** Opening The records block **

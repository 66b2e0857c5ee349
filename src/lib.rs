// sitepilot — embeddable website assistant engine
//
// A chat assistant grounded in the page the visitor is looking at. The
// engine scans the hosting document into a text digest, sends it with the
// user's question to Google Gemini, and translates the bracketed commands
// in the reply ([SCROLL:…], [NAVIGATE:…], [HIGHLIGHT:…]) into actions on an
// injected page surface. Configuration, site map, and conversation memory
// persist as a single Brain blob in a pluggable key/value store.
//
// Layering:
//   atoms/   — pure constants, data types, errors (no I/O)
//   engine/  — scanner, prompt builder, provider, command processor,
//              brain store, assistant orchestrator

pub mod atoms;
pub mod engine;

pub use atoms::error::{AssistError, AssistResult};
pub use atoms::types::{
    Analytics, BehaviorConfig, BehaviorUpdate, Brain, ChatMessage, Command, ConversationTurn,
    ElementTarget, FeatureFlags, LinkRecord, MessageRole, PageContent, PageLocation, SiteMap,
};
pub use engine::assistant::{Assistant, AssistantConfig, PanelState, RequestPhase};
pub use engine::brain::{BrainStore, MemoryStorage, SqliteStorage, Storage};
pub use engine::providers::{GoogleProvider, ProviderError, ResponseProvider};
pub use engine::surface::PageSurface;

** Closing The records block **
** Opening The records block **

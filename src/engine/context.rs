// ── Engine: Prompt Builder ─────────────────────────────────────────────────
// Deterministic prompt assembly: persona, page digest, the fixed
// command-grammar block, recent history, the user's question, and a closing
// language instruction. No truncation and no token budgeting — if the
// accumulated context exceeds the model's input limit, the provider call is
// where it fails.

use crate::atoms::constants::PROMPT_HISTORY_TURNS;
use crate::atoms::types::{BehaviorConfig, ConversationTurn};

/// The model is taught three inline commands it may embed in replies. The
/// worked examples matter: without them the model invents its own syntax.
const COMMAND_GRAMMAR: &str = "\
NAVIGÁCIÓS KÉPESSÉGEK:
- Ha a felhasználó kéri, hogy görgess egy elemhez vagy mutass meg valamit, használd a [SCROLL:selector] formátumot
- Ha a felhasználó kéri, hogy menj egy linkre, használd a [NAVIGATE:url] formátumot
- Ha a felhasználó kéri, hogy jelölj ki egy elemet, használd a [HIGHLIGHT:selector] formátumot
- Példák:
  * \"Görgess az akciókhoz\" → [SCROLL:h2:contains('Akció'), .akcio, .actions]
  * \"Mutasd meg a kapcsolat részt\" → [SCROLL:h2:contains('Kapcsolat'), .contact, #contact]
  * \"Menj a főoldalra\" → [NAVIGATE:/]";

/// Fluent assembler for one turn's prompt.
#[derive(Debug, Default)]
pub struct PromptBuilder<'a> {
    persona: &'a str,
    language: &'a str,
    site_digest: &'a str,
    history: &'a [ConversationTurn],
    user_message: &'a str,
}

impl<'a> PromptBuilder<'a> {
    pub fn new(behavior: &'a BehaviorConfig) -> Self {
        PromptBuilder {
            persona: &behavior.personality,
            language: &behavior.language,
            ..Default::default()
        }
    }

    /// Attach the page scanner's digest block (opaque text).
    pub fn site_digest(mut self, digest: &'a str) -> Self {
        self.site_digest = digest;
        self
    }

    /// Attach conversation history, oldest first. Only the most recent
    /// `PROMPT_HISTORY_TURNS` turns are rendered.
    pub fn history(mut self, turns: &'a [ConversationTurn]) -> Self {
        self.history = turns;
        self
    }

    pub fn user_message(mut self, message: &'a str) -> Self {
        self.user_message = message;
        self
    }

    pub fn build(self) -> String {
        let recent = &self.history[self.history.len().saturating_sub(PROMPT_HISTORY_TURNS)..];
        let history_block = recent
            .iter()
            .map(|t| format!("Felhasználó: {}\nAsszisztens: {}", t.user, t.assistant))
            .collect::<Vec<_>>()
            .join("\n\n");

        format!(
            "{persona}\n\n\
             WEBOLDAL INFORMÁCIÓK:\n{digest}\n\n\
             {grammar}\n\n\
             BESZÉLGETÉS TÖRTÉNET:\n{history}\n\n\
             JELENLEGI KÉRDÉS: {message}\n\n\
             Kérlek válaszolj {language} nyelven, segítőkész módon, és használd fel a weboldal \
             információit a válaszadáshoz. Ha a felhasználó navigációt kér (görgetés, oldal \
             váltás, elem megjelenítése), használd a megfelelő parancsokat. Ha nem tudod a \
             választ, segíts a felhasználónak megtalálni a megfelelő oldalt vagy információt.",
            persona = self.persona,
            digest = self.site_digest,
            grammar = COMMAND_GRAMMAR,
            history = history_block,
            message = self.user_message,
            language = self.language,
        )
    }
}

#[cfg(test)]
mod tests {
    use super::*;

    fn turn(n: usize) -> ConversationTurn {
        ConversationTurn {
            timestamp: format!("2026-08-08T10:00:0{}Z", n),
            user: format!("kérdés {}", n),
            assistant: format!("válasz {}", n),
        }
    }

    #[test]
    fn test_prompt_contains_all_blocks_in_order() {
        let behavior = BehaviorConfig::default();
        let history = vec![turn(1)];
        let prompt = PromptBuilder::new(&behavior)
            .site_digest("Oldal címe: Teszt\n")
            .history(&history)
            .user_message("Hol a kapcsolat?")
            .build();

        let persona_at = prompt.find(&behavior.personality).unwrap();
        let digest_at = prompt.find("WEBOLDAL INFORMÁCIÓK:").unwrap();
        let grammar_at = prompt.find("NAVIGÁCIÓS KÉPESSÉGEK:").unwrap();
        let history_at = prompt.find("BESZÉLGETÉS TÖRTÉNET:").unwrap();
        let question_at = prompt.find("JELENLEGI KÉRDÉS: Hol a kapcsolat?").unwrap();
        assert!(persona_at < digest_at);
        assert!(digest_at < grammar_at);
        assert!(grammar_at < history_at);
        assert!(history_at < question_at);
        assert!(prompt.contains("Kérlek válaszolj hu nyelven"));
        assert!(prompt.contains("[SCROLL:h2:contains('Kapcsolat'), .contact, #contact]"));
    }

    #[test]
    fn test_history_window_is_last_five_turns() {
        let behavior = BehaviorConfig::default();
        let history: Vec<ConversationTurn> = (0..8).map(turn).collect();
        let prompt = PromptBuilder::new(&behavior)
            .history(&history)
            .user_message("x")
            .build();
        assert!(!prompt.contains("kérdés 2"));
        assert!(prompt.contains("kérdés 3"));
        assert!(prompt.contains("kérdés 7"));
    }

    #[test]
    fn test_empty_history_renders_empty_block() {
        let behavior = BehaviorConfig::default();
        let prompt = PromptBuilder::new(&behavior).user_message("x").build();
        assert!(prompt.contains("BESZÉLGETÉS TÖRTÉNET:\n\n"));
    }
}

** Closing The records block **

== Task prompt ==
Show all lines from the entries that hold "collect".

== Answer below ==
            .collect::<Vec<_>>()
        let history: Vec<ConversationTurn> = (0..8).map(turn).collect();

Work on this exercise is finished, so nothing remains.